Pursuant to Section 13 or 15(d) of the Securities Exchange Act of 1934

Date of Report (date of earliest event reported): May 16, 2023

Harbor Custom Development, Inc.
(Exact name of registrant as specified in its charter)

Washington
001-39266
46-4827436
(State or other jurisdiction of
incorporation)
(Commission File Number)(IRS Employer Identification Number)
1201 Pacific Avenue, Suite 1200
Tacoma, WA 98402
(Address of principal executive offices and zip code)
Registrant’s telephone number, including area code: (253) 649-0636

Check the appropriate box below if the Form 8-K filing is intended to simultaneously satisfy the filing obligation of the registrant under any of the following provisions (see General Instruction A.2. below):

Written communications pursuant to Rule 425 under the Securities Act (17 CFR 230.425)
Soliciting material pursuant to Rule 14a-12 under the Exchange Act (17 CFR 240.14a-12)
Pre-commencement communications pursuant to Rule 14d-2(b) under the Exchange Act (17 CFR 240.14d-2(b))
Pre-commencement communications pursuant to Rule 13e-4(c) under the Exchange Act (17 CFR 240.13e-4(c))
Securities registered pursuant to Section 12(b) of the Act:
Title of each class
Trading Symbol
Name of each exchange on which registered
Common StockHCDIThe Nasdaq Stock Market LLC
8.0 % Series A Cumulative Convertible Preferred StockHCDIPThe Nasdaq Stock Market LLC
WarrantsHCDIWThe Nasdaq Stock Market LLC
WarrantsHCDIZThe Nasdaq Stock Market LLC
Indicate by check mark whether the registrant is an emerging growth company as defined in Rule 405 of the Securities Act of 1933 (§230.405 of this chapter) or Rule 12b-2 of the Securities Exchange Act of 1934 (§240.12b-2 of this chapter).

Emerging growth company
If an emerging growth company, indicate by check mark if the registrant has elected not to use the extended transition period for complying with any new or revised financial accounting standards provided pursuant to Section 13(a) of the Exchange Act. ☐




Item 1.01. Entry into a Material Definitive Agreement

On May 16, 2023, Harbor Custom Development, Inc. (the “Company”), a Washington corporation, entered into securities purchase agreements (the “Purchase Agreements”) with certain institutional investors (the “Investors”), pursuant to which the Company agreed to issue and sell to the Investors in a public offering (the “Offering”) (i) 160,500 shares (the “Shares”) of common stock of the Company, no par value (the “Common Stock”), (ii) pre-funded warrants (the “Pre-Funded Warrants”) to purchase up to 1,790,718 shares of Common Stock and (iii) warrants to purchase up to 1,951,218 shares of Common Stock (the “Warrants” and collectively with the Shares and the Pre-Funded Warrants, the “Securities”) at a combined public offering price of $5.125 per share of Common Stock and accompanying Warrant or $5.1249 per Pre-Funded Warrant and accompanying Warrant, for total aggregate gross proceeds of approximately $10 million. The Offering closed on May 18, 2023 (the “Closing Date”).

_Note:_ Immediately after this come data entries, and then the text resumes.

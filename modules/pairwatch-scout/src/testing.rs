// Test mocks for the pipeline seams.
//
// - MockRotator (IdentityRotator): counts rotations, optionally fails
// - MockFeed (PairFeed): scripted FetchOutcomes, then RetryableFailure;
//   optionally panics on one call
// - MockTokenInfo (TokenInfoSource): echoes addresses, scripted failures
//   or a panic
// - MockSink (TokenSink): in-memory rows and live addresses

use std::collections::{HashMap, VecDeque};
use std::sync::atomic::{AtomicBool, AtomicUsize, Ordering};
use std::sync::Mutex;

use anyhow::{bail, Result};
use async_trait::async_trait;
use serde_json::{json, Value};

use gmgn_client::{FetchOutcome, GmgnError};
use pairwatch_common::TokenRow;

use crate::traits::{IdentityRotator, PairFeed, TokenInfoSource, TokenSink};

/// New-pairs envelope holding one pair per address.
pub fn pairs_body(addresses: &[&str]) -> Value {
    let pairs: Vec<Value> = addresses
        .iter()
        .map(|a| {
            json!({
                "base_address": a,
                "pool_type_str": "pump",
                "base_token_info": { "symbol": format!("SYM{}", a.trim()) }
            })
        })
        .collect();
    json!({ "code": 0, "msg": "success", "data": { "pairs": pairs } })
}

// ---------------------------------------------------------------------------
// MockRotator
// ---------------------------------------------------------------------------

#[derive(Default)]
pub struct MockRotator {
    rotations: AtomicUsize,
    fail: bool,
}

impl MockRotator {
    pub fn new() -> Self {
        Self::default()
    }

    pub fn failing() -> Self {
        Self {
            rotations: AtomicUsize::new(0),
            fail: true,
        }
    }

    /// Rotation attempts, failed ones included.
    pub fn rotations(&self) -> usize {
        self.rotations.load(Ordering::SeqCst)
    }
}

#[async_trait]
impl IdentityRotator for MockRotator {
    async fn rotate(&self) -> Result<()> {
        self.rotations.fetch_add(1, Ordering::SeqCst);
        if self.fail {
            bail!("control port unreachable");
        }
        Ok(())
    }
}

// ---------------------------------------------------------------------------
// MockFeed
// ---------------------------------------------------------------------------

pub struct MockFeed {
    outcomes: Mutex<VecDeque<FetchOutcome>>,
    calls: AtomicUsize,
    panic_on_call: Option<usize>,
    last_success: AtomicBool,
}

impl MockFeed {
    pub fn new(outcomes: Vec<FetchOutcome>) -> Self {
        Self {
            outcomes: Mutex::new(outcomes.into()),
            calls: AtomicUsize::new(0),
            panic_on_call: None,
            last_success: AtomicBool::new(false),
        }
    }

    /// Panic on the `n`th call (1-based) without consuming an outcome.
    pub fn panicking_on(mut self, n: usize) -> Self {
        self.panic_on_call = Some(n);
        self
    }

    pub fn calls(&self) -> usize {
        self.calls.load(Ordering::SeqCst)
    }
}

#[async_trait]
impl PairFeed for MockFeed {
    async fn fetch_pairs(&self) -> FetchOutcome {
        let call = self.calls.fetch_add(1, Ordering::SeqCst) + 1;
        if self.panic_on_call == Some(call) {
            panic!("mock feed panic on call {call}");
        }
        let outcome = self
            .outcomes
            .lock()
            .unwrap()
            .pop_front()
            .unwrap_or_else(|| FetchOutcome::RetryableFailure("no scripted outcome".into()));
        self.last_success
            .store(outcome.is_success(), Ordering::SeqCst);
        outcome
    }

    fn last_attempt_succeeded(&self) -> bool {
        self.last_success.load(Ordering::SeqCst)
    }
}

// ---------------------------------------------------------------------------
// MockTokenInfo
// ---------------------------------------------------------------------------

/// Returns `{address, symbol, volume}` per requested address unless a
/// failure rule matches.
pub struct MockTokenInfo {
    always_fail: Option<u16>,
    fail_first: Mutex<(usize, u16)>,
    fail_for: HashMap<String, u16>,
    panic_for: Option<String>,
    calls: AtomicUsize,
}

impl MockTokenInfo {
    pub fn echo() -> Self {
        Self {
            always_fail: None,
            fail_first: Mutex::new((0, 0)),
            fail_for: HashMap::new(),
            panic_for: None,
            calls: AtomicUsize::new(0),
        }
    }

    pub fn failing(status: u16) -> Self {
        Self {
            always_fail: Some(status),
            ..Self::echo()
        }
    }

    /// Fail the first `n` calls with `status`.
    pub fn fail_first(self, n: usize, status: u16) -> Self {
        *self.fail_first.lock().unwrap() = (n, status);
        self
    }

    /// Fail any batch containing `address` with `status`.
    pub fn fail_for(mut self, address: &str, status: u16) -> Self {
        self.fail_for.insert(address.to_string(), status);
        self
    }

    /// Panic on any batch containing `address`.
    pub fn panic_for(mut self, address: &str) -> Self {
        self.panic_for = Some(address.to_string());
        self
    }

    pub fn calls(&self) -> usize {
        self.calls.load(Ordering::SeqCst)
    }
}

fn api_error(status: u16) -> GmgnError {
    GmgnError::Api {
        status,
        message: format!("mock HTTP {status}"),
    }
}

#[async_trait]
impl TokenInfoSource for MockTokenInfo {
    async fn token_info(&self, addresses: &[String]) -> std::result::Result<Vec<Value>, GmgnError> {
        self.calls.fetch_add(1, Ordering::SeqCst);

        if let Some(target) = &self.panic_for {
            if addresses.contains(target) {
                panic!("mock token info panic for {target}");
            }
        }
        if let Some(status) = self.always_fail {
            return Err(api_error(status));
        }
        {
            let mut first = self.fail_first.lock().unwrap();
            if first.0 > 0 {
                first.0 -= 1;
                return Err(api_error(first.1));
            }
        }
        if let Some(status) = addresses.iter().find_map(|a| self.fail_for.get(a)) {
            return Err(api_error(*status));
        }

        Ok(addresses
            .iter()
            .map(|a| json!({ "address": a, "symbol": "MOCK", "volume": 1 }))
            .collect())
    }
}

// ---------------------------------------------------------------------------
// MockSink
// ---------------------------------------------------------------------------

#[derive(Default)]
pub struct MockSink {
    rows: Mutex<Vec<TokenRow>>,
    live: HashMap<String, Vec<String>>,
    failures_left: AtomicUsize,
    load_calls: AtomicUsize,
}

impl MockSink {
    pub fn new() -> Self {
        Self::default()
    }

    /// Fail the next `n` loads.
    pub fn failing_loads(self, n: usize) -> Self {
        self.failures_left.store(n, Ordering::SeqCst);
        self
    }

    /// Addresses returned for `status`.
    pub fn with_live(mut self, status: &str, addresses: &[&str]) -> Self {
        self.live.insert(
            status.to_string(),
            addresses.iter().map(|a| a.to_string()).collect(),
        );
        self
    }

    pub fn rows(&self) -> Vec<TokenRow> {
        self.rows.lock().unwrap().clone()
    }

    pub fn load_calls(&self) -> usize {
        self.load_calls.load(Ordering::SeqCst)
    }
}

#[async_trait]
impl TokenSink for MockSink {
    async fn load(&self, rows: Vec<TokenRow>, _batch_size: usize) -> Result<u64> {
        self.load_calls.fetch_add(1, Ordering::SeqCst);
        let failing = self
            .failures_left
            .fetch_update(Ordering::SeqCst, Ordering::SeqCst, |n| n.checked_sub(1))
            .is_ok();
        if failing {
            bail!("mock load failure");
        }
        let count = rows.len() as u64;
        self.rows.lock().unwrap().extend(rows);
        Ok(count)
    }

    async fn live_addresses(&self, statuses: &[&str]) -> Result<Vec<String>> {
        Ok(statuses
            .iter()
            .filter_map(|s| self.live.get(*s))
            .flatten()
            .cloned()
            .collect())
    }
}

The Warrants have an exercise price of $5.00 per share, are exercisable immediately upon issuance, and expire five years following the issuance. The Pre-Funded Warrants were sold in lieu of shares of Common Stock, are exercisable immediately upon issuance, have an exercise price of $0.0001 per share and expire when exercised in full. Under the terms of the Warrants and Pre-Funded Warrants, the Investors may not exercise the warrants to the extent such exercise would cause the Investors, together with their affiliates and attribution parties, to beneficially own a number of shares of Common Stock which would exceed 4.99% (or, at such Investor’s option upon issuance, 9.99%), of the Company’s then outstanding Common Stock following such exercise, excluding for purposes of such determination shares of Common Stock issuable upon exercise of such warrants which have not been exercised.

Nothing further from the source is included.